The young blonde human Inquisitor had a handsome face, despite the terrible burns on the left side and a long scar held by mechnostaples crossing his eye. He widened his mouth into an unsettling grin while his cybernetic eye in a metallic eye socket mimicked the movement of the brown natural one. Silence washed over the villagers as a second helmed Inquisitor descended from her ramp, the Fourth Sister. She stood in front of the villagers and studied them.

"What is going on? Who are you?" the headwoman of the village said.

"We're looking for a Twi'lek Jedi," said the Thirteenth Brother, stalking the perimeter. "We tracked him to this village. We know you're hiding him."

"Jedi?
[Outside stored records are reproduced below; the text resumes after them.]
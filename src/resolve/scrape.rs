use futures::StreamExt;
use scraper::{Html, Selector};
use std::sync::OnceLock;
use std::time::Duration;

use super::{Inspection, ResolveError, SubmissionSource};

const MAX_PAGE_SIZE: usize = 5 * 1024 * 1024; // 5MB

/// Anchor pointing at the subreddit filtered by a flair, e.g.
/// `/r/formula1/?f=flair_name%3A%22%3Apost-news%3A%20News%22`.
const FLAIR_SELECTOR: &str = r#"a[href*="f=flair_name"]"#;

/// The post's outbound link: labelled, opens a new tab, no referrer.
const ARTICLE_SELECTOR: &str =
    r#"a[aria-label][target="_blank"][rel*="nofollow"][rel*="noopener"]"#;

fn flair_selector() -> &'static Selector {
    static SELECTOR: OnceLock<Selector> = OnceLock::new();
    SELECTOR.get_or_init(|| Selector::parse(FLAIR_SELECTOR).expect("flair selector is valid CSS"))
}

fn article_selector() -> &'static Selector {
    static SELECTOR: OnceLock<Selector> = OnceLock::new();
    SELECTOR
        .get_or_init(|| Selector::parse(ARTICLE_SELECTOR).expect("article selector is valid CSS"))
}

/// Reads flair and outbound link from the rendered permalink page.
#[derive(Debug, Clone)]
pub struct PageScraper {
    client: reqwest::Client,
    timeout: Duration,
}

impl PageScraper {
    pub fn new(client: reqwest::Client, timeout: Duration) -> Self {
        Self { client, timeout }
    }

    async fn fetch_page(&self, permalink: &str) -> Result<String, ResolveError> {
        let response = tokio::time::timeout(self.timeout, self.client.get(permalink).send())
            .await
            .map_err(|_| ResolveError::Timeout)?
            .map_err(ResolveError::Network)?;

        let status = response.status();
        if !status.is_success() {
            return Err(match status.as_u16() {
                403 => ResolveError::Forbidden,
                429 => ResolveError::RateLimited,
                code => ResolveError::HttpStatus(code),
            });
        }

        let bytes = tokio::time::timeout(self.timeout, read_limited_bytes(response, MAX_PAGE_SIZE))
            .await
            .map_err(|_| ResolveError::Timeout)??;

        Ok(String::from_utf8_lossy(&bytes).into_owned())
    }
}

impl SubmissionSource for PageScraper {
    async fn inspect(&self, permalink: &str) -> Result<Inspection, ResolveError> {
        let html = self.fetch_page(permalink).await?;
        inspect_page(&html)
    }

    fn is_transient(&self, error: &ResolveError) -> bool {
        match error {
            ResolveError::Timeout => true,
            ResolveError::Network(e) => e.is_timeout() || e.is_connect(),
            _ => false,
        }
    }
}

/// Extracts flair label and outbound link from a permalink page.
///
/// A page without a flair anchor is an error: either the layout changed or
/// the page is not a submission, and neither improves on a retry. A missing
/// outbound link is not an error here; only qualifying posts need one.
pub fn inspect_page(html: &str) -> Result<Inspection, ResolveError> {
    let document = Html::parse_document(html);

    let flair_href = document
        .select(flair_selector())
        .next()
        .and_then(|a| a.value().attr("href"))
        .ok_or(ResolveError::MissingFlair)?;

    let flair = flair_label(flair_href)?;

    let article_url = document
        .select(article_selector())
        .next()
        .and_then(|a| a.value().attr("href"))
        .map(|href| href.trim().to_string())
        .filter(|href| !href.is_empty());

    Ok(Inspection {
        flair: Some(flair),
        article_url,
    })
}

/// Decodes the label out of a flair filter link.
///
/// The `f` query parameter reads `flair_name:"<label>"` once URL-decoded.
fn flair_label(href: &str) -> Result<String, ResolveError> {
    let (_, query) = href
        .split_once('?')
        .ok_or_else(|| ResolveError::MalformedFlair(href.to_string()))?;

    let filter = url::form_urlencoded::parse(query.as_bytes())
        .find(|(key, _)| key == "f")
        .map(|(_, value)| value.into_owned())
        .ok_or_else(|| ResolveError::MalformedFlair(href.to_string()))?;

    let name = filter
        .strip_prefix("flair_name:")
        .ok_or_else(|| ResolveError::MalformedFlair(filter.clone()))?;

    let label = name
        .strip_prefix('"')
        .and_then(|n| n.strip_suffix('"'))
        .unwrap_or(name);

    Ok(label.to_string())
}

async fn read_limited_bytes(
    response: reqwest::Response,
    limit: usize,
) -> Result<Vec<u8>, ResolveError> {
    if let Some(len) = response.content_length() {
        if len as usize > limit {
            return Err(ResolveError::ResponseTooLarge(limit));
        }
    }

    let mut bytes = Vec::new();
    let mut stream = response.bytes_stream();

    while let Some(chunk) = stream.next().await {
        let chunk = chunk.map_err(ResolveError::Network)?;
        if bytes.len().saturating_add(chunk.len()) > limit {
            return Err(ResolveError::ResponseTooLarge(limit));
        }
        bytes.extend_from_slice(&chunk);
    }

    Ok(bytes)
}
What are you talking about? We're farmers."

"Is that so?" The Thirteenth Brother dragged a sobbing girl out of the crowd and ignited his lightsaber close to her neck. "Where is the Jedi?"

"There is no Jedi—please."

"Liar! Tell us where he is." The Thirteenth Brother pulled the head of the girl back by the hair.

"Please, don't. We don't know anything about a Jedi," the girl's father said.

"Please, let my baby go," the mother cried.

"You're going to be next." The Thirteenth Brother moved in for the kill.

"There's no need for that." The Fourth Sister halted him with a gesture.

"This scum think they can lie to us. We should kill them one at a time until they talk, starting with the children." His words made the crowd gasp.

"That would be a waste of time. Let the girl go."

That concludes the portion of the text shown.